● **PROMPT**
Across the material below, count the lines that include the word "Option" and give only that count.

● ● ● ●

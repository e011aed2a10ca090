//! MusicBrainz API Data Transfer Objects
//!
//! These types match what the MusicBrainz recording search returns.
//! DO NOT use these types outside the musicbrainz module - convert to
//! descriptors in the adapter.
//!
//! API Reference: https://musicbrainz.org/doc/MusicBrainz_API/Search

use serde::Deserialize;

/// Recording search response
#[derive(Debug, Clone, Deserialize)]
pub struct SearchResponse {
    /// Total hits on the server side
    #[serde(default)]
    pub count: u32,
    #[serde(default)]
    pub recordings: Vec<Recording>,
}

/// One search hit
#[derive(Debug, Clone, Deserialize)]
#[serde(rename_all = "kebab-case")]
pub struct Recording {
    /// MusicBrainz recording ID
    pub id: String,
    /// Search relevance, 0-100
    #[serde(default)]
    pub score: u32,
    pub title: String,
    /// Duration in milliseconds
    pub length: Option<u64>,
    #[serde(default)]
    pub artist_credit: Vec<ArtistCredit>,
    #[serde(default)]
    pub releases: Vec<Release>,
    #[serde(default)]
    pub tags: Vec<Tag>,
}

/// Artist credit (can be multiple for collaborations)
#[derive(Debug, Clone, Deserialize)]
pub struct ArtistCredit {
    pub artist: Artist,
    /// How this artist is credited (may differ from official name)
    pub name: Option<String>,
    /// Join phrase (e.g., " & ", " feat. ")
    pub joinphrase: Option<String>,
}

#[derive(Debug, Clone, Deserialize)]
pub struct Artist {
    pub id: String,
    pub name: String,
}

/// Release (album/single/EP)
#[derive(Debug, Clone, Deserialize)]
#[serde(rename_all = "kebab-case")]
pub struct Release {
    pub id: String,
    pub title: String,
    /// Official, Bootleg, ...
    pub status: Option<String>,
    /// YYYY, YYYY-MM, or YYYY-MM-DD
    pub date: Option<String>,
    pub release_group: Option<ReleaseGroup>,
}

#[derive(Debug, Clone, Deserialize)]
#[serde(rename_all = "kebab-case")]
pub struct ReleaseGroup {
    pub id: String,
    /// Album, Single, EP, ...
    pub primary_type: Option<String>,
}

/// Folksonomy tag with vote count
#[derive(Debug, Clone, Deserialize)]
pub struct Tag {
    pub count: i32,
    pub name: String,
}

/// Error response from MusicBrainz API
#[derive(Debug, Clone, Deserialize)]
pub struct ApiError {
    pub error: String,
}

// ============================================================================
// CONTRACT TESTS
// These verify our DTOs match what the real API returns.
// ============================================================================
//! # Structured Logging
//!
//! The library only emits `tracing` events; installing a subscriber is left
//! to the binary. This module provides the subscriber setup used by the
//! `satdop` tool:
//!
//! - JSON, pretty and compact output
//! - Level filtering, with `RUST_LOG` taking precedence when set
//!
//! ## Example
//!
//! ```rust,ignore
//! use satdop_core::observe::{init_logging, LogConfig, LogFormat, LogLevel};
//!
//! init_logging(&LogConfig {
//!     level: LogLevel::Debug,
//!     format: LogFormat::Json,
//!     ..Default::default()
//! });
//!
//! tracing::info!(samples = 1024, "corrected block");
//! ```

use serde::{Deserialize, Serialize};
use tracing_subscriber::{fmt, prelude::*, EnvFilter};

/// Log level configuration.
#[derive(Debug, Clone, Copy, PartialEq, Eq, Default, Serialize, Deserialize)]
#[serde(rename_all = "lowercase")]
pub enum LogLevel {
    Trace,
    Debug,
    #[default]
    Info,
    Warn,
    Error,
}

impl LogLevel {
    /// Map a `-v` count to a level: none = warn, 1 = info, 2 = debug, 3+ = trace.
    pub fn from_verbosity(count: u8) -> Self {
        match count {
            0 => LogLevel::Warn,
            1 => LogLevel::Info,
            2 => LogLevel::Debug,
            _ => LogLevel::Trace,
        }
    }
}

impl std::fmt::Display for LogLevel {
    fn fmt(&self, f: &mut std::fmt::Formatter<'_>) -> std::fmt::Result {
        match self {
            LogLevel::Trace => write!(f, "trace"),
            LogLevel::Debug => write!(f, "debug"),
            LogLevel::Info => write!(f, "info"),
            LogLevel::Warn => write!(f, "warn"),
            LogLevel::Error => write!(f, "error"),
        }
    }
}

/// Log output format.
#[derive(Debug, Clone, Copy, PartialEq, Eq, Default, Serialize, Deserialize)]
#[serde(rename_all = "lowercase")]
pub enum LogFormat {
    /// Machine-readable, one JSON object per line
    Json,
    /// Human-readable, multi-line
    #[default]
    Pretty,
    /// One line per event
    Compact,
}

/// Logging configuration.
#[derive(Debug, Clone, Serialize, Deserialize)]
pub struct LogConfig {
    pub level: LogLevel,
    pub format: LogFormat,
    /// Include source location (file:line)
    pub source_location: bool,
    /// Directive filter, e.g. "satdop_core=debug"
    pub filter: Option<String>,
}

impl Default for LogConfig {
    fn default() -> Self {
        Self {
            level: LogLevel::Info,
            format: LogFormat::Pretty,
            source_location: false,
            filter: None,
        }
    }
}

/// Initialize the global logging subscriber.
///
/// Subsequent calls are silently ignored.
pub fn init_logging(config: &LogConfig) {
    let filter = match config.filter {
        Some(ref custom) => EnvFilter::try_new(custom)
            .unwrap_or_else(|_| EnvFilter::new(config.level.to_string())),
        None => EnvFilter::try_from_default_env()
            .unwrap_or_else(|_| EnvFilter::new(config.level.to_string())),
    };

    // Logs go to stderr so corrected samples can be piped through stdout.
    let result = match config.format {
        LogFormat::Json => tracing::subscriber::set_global_default(
            tracing_subscriber::registry().with(filter).with(
                fmt::layer()
                    .json()
                    .with_writer(std::io::stderr)
                    .with_file(config.source_location)
                    .with_line_number(config.source_location),
            ),
        ),
        LogFormat::Pretty => tracing::subscriber::set_global_default(
            tracing_subscriber::registry().with(filter).with(
                fmt::layer()
                    .pretty()
                    .with_writer(std::io::stderr)
                    .with_file(config.source_location)
                    .with_line_number(config.source_location),
            ),
        ),
        LogFormat::Compact => tracing::subscriber::set_global_default(
            tracing_subscriber::registry().with(filter).with(
                fmt::layer()
                    .compact()
                    .with_writer(std::io::stderr)
                    .with_file(config.source_location)
                    .with_line_number(config.source_location),
            ),
        ),
    };

    // Already initialised by someone else.
    let _ = result;
}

● ● ● ●

● **RESULT OF THIS EXERCISE**
8